*** Records ***

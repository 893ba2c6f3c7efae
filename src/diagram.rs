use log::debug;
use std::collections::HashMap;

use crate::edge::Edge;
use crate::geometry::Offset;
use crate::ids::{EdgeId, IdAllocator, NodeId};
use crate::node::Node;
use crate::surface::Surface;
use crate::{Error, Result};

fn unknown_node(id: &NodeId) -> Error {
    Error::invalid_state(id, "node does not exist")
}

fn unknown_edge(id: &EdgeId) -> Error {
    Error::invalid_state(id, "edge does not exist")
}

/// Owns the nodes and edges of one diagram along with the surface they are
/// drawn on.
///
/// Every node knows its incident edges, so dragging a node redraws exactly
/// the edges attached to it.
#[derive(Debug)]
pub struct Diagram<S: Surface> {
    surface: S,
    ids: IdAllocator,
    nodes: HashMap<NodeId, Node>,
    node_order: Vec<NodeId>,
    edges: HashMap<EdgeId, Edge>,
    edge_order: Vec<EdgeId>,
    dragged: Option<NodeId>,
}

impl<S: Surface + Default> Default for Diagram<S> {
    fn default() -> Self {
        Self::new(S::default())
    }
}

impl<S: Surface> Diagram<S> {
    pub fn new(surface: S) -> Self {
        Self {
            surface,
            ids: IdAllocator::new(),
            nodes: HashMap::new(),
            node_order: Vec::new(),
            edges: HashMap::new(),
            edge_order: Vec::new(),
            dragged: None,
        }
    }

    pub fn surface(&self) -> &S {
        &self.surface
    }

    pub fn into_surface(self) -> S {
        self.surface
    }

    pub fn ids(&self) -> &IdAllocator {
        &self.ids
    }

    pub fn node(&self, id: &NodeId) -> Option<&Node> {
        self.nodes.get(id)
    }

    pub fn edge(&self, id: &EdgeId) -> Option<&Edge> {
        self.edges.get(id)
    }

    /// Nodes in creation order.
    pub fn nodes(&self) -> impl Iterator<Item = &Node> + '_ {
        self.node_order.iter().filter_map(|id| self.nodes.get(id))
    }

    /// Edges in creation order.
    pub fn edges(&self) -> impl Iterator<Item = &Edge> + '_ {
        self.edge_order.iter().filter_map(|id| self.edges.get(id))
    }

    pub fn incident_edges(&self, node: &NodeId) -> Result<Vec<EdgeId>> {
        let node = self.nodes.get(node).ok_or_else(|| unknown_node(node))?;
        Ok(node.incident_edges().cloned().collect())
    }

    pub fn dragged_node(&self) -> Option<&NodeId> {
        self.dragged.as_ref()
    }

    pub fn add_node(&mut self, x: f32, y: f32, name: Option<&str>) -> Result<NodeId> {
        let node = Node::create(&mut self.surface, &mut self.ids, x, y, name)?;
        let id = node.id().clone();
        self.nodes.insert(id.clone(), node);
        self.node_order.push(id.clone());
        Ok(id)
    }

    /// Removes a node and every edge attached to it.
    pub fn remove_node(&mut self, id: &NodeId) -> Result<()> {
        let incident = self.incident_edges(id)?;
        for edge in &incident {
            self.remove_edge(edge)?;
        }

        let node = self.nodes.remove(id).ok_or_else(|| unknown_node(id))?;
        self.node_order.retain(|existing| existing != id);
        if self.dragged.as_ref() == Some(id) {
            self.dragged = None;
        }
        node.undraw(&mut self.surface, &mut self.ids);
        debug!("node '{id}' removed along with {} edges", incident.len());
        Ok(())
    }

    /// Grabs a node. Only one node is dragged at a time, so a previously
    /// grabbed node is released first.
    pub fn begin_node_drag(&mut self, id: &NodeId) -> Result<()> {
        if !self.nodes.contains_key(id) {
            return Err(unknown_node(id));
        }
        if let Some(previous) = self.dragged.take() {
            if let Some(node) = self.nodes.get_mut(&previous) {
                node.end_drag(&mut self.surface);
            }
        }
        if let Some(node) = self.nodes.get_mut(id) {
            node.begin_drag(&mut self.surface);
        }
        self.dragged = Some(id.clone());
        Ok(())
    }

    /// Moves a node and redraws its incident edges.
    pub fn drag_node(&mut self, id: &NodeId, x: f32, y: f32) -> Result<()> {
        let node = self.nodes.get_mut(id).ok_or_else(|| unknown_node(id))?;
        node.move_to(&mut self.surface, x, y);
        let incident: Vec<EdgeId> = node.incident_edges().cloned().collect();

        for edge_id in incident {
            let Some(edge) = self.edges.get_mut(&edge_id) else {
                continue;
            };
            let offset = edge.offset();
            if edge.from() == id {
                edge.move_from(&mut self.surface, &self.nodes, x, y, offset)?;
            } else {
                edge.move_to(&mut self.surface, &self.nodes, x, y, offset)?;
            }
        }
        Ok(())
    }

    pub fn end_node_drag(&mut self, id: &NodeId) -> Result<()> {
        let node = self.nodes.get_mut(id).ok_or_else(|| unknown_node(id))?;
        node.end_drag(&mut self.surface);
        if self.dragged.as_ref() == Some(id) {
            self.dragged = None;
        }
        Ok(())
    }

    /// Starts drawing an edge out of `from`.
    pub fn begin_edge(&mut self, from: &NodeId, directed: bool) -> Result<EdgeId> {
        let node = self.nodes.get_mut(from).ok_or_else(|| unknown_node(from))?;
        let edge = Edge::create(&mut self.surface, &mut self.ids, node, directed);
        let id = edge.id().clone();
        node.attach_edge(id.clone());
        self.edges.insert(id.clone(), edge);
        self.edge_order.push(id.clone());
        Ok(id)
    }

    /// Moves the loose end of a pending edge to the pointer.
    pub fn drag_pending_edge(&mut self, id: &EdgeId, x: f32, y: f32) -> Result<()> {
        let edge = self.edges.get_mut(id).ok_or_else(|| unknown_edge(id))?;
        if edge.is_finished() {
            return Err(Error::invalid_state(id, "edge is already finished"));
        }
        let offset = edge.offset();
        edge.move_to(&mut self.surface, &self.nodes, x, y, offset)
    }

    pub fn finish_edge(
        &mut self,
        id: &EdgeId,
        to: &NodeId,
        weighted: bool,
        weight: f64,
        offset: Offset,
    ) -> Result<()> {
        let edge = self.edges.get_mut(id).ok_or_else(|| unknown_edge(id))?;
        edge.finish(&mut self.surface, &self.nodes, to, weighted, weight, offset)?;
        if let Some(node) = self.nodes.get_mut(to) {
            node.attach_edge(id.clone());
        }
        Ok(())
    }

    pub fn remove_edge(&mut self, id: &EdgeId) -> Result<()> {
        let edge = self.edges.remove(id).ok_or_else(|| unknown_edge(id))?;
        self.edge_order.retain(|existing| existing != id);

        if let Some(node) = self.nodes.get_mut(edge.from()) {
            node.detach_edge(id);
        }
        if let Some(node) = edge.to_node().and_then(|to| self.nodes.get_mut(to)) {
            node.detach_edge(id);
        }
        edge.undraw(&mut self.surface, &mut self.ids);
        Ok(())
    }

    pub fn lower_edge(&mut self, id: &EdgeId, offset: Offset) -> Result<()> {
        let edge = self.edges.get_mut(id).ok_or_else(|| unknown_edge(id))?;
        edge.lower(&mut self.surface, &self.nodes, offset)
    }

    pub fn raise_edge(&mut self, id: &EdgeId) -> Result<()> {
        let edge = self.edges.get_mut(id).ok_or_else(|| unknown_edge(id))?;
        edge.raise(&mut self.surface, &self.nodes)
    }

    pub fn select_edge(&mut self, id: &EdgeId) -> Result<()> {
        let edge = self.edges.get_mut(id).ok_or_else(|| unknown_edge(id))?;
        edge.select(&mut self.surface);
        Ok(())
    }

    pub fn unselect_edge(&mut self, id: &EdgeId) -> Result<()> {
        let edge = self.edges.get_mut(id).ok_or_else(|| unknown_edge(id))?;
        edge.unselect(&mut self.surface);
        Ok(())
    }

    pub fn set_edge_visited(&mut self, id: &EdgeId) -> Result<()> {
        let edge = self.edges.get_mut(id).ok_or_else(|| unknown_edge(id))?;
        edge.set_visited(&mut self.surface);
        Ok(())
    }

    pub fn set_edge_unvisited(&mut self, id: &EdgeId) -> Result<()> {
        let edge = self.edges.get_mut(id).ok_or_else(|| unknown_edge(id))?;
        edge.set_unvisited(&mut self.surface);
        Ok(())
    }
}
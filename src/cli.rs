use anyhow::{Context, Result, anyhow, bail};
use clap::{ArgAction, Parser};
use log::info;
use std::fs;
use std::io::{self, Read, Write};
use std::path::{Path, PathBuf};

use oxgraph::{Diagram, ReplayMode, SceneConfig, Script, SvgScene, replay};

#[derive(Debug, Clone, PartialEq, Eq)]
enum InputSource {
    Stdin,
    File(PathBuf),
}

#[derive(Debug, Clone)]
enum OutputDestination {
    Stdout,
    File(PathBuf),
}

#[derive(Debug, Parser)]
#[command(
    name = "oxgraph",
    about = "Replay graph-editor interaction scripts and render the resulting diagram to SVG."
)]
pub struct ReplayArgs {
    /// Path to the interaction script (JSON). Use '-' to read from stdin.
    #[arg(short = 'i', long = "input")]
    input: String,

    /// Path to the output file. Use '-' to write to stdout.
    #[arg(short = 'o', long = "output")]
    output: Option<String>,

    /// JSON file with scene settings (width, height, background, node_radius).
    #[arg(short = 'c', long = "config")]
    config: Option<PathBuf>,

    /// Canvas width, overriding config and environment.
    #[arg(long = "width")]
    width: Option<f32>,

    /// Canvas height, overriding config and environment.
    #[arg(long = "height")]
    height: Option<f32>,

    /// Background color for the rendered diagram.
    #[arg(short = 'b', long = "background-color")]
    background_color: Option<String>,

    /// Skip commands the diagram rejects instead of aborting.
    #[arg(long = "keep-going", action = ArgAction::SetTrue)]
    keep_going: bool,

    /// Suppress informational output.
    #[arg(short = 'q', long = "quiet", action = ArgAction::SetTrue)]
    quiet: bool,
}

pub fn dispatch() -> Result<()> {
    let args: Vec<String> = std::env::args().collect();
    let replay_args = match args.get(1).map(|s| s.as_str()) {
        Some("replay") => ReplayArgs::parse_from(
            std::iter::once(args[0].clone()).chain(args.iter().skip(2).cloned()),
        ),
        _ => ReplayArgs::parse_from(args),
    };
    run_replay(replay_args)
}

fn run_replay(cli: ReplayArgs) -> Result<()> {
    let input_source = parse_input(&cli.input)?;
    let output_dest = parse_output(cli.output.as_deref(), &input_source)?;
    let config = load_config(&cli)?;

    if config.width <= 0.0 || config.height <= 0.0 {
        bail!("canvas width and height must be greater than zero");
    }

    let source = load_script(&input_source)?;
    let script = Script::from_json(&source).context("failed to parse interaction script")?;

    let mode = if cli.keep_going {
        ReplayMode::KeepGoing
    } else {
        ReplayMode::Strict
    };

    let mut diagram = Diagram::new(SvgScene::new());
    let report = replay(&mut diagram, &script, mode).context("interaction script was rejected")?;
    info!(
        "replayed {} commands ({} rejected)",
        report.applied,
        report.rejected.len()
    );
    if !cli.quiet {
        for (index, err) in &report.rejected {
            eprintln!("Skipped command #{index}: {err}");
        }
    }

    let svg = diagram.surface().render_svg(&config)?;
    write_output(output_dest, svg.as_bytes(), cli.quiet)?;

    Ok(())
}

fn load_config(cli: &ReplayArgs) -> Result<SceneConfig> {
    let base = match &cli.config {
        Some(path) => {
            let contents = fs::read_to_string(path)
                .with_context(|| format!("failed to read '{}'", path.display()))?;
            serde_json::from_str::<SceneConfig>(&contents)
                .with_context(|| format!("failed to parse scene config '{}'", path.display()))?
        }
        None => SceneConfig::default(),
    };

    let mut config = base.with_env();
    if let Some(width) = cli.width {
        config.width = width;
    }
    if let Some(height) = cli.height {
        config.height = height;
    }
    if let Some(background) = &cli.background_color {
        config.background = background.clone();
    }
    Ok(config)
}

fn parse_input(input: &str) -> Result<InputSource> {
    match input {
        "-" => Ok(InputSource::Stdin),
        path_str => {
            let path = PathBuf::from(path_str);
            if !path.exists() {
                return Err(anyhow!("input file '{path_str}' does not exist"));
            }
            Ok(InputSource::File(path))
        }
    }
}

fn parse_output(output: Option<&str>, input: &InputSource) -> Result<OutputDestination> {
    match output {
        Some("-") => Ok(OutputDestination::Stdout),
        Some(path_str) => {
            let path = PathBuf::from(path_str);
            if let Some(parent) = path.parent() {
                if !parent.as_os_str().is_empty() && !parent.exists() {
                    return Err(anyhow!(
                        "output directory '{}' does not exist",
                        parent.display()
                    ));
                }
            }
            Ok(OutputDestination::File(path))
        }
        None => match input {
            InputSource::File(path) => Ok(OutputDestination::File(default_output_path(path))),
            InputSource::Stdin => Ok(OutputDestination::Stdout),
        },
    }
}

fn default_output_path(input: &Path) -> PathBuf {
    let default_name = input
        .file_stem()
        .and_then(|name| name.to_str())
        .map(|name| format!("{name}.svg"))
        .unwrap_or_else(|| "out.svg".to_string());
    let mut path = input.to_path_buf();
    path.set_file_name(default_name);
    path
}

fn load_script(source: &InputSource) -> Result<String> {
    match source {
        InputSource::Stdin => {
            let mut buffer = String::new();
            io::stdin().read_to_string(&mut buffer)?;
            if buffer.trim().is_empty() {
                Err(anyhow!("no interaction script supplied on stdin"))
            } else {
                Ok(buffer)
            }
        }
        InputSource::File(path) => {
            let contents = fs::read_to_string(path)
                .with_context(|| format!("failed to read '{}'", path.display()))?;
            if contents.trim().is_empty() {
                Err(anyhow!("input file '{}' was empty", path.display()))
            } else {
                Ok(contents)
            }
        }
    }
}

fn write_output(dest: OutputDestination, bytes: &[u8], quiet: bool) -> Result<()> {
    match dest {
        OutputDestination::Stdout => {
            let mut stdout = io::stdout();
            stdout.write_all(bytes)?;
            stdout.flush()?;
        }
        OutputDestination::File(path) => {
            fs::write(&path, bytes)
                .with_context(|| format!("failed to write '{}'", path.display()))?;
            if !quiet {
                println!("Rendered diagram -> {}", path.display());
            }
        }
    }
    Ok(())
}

*** End of Records ***

Work to complete:
Print only the lines from the top of the data above down to the line holding "node redraws exactly", inclusive.

Written response:
repository 893ba2c6f3c7efae
filename src/diagram.rs
use log::debug;
use std::collections::HashMap;

use crate::edge::Edge;
use crate::geometry::Offset;
use crate::ids::{EdgeId, IdAllocator, NodeId};
use crate::node::Node;
use crate::surface::Surface;
use crate::{Error, Result};

fn unknown_node(id: &NodeId) -> Error {
    Error::invalid_state(id, "node does not exist")
}

fn unknown_edge(id: &EdgeId) -> Error {
    Error::invalid_state(id, "edge does not exist")
}

/// Owns the nodes and edges of one diagram along with the surface they are
/// drawn on.
///
/// Every node knows its incident edges, so dragging a node redraws exactly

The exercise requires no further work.